WORK TO BE COMPLETED:
Every line containing the word "path" must be pulled from the records.

Items from a data source:
Start of Block
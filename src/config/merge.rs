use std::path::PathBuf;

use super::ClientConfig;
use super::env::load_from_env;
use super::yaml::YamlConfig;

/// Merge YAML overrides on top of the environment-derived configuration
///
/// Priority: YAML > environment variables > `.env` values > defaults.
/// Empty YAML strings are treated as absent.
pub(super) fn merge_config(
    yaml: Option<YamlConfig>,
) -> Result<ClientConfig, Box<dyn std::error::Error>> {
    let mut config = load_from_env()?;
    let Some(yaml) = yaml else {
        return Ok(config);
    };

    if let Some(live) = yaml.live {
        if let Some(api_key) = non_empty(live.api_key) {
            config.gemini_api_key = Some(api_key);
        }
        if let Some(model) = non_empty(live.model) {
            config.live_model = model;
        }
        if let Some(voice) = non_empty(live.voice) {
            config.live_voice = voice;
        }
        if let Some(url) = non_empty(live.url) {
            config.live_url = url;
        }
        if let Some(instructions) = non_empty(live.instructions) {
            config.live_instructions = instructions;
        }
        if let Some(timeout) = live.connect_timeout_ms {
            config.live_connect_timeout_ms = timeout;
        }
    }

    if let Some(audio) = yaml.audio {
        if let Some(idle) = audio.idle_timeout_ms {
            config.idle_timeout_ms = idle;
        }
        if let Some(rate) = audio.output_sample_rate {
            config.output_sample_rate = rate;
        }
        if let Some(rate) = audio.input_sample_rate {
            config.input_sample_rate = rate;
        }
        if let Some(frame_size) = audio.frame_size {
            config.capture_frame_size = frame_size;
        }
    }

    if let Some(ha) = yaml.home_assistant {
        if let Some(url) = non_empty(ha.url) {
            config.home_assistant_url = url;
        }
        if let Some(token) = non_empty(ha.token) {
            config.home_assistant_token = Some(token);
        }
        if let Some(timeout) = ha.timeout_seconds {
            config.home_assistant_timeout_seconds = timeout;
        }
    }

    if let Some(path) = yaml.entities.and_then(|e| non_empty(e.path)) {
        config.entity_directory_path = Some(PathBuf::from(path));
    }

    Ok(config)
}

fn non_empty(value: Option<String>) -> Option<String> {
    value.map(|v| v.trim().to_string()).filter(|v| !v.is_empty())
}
End of Block
RESPONSE TO THE EXERCISE:
use std::path::PathBuf;
    if let Some(path) = yaml.entities.and_then(|e| non_empty(e.path)) {
        config.entity_directory_path = Some(PathBuf::from(path));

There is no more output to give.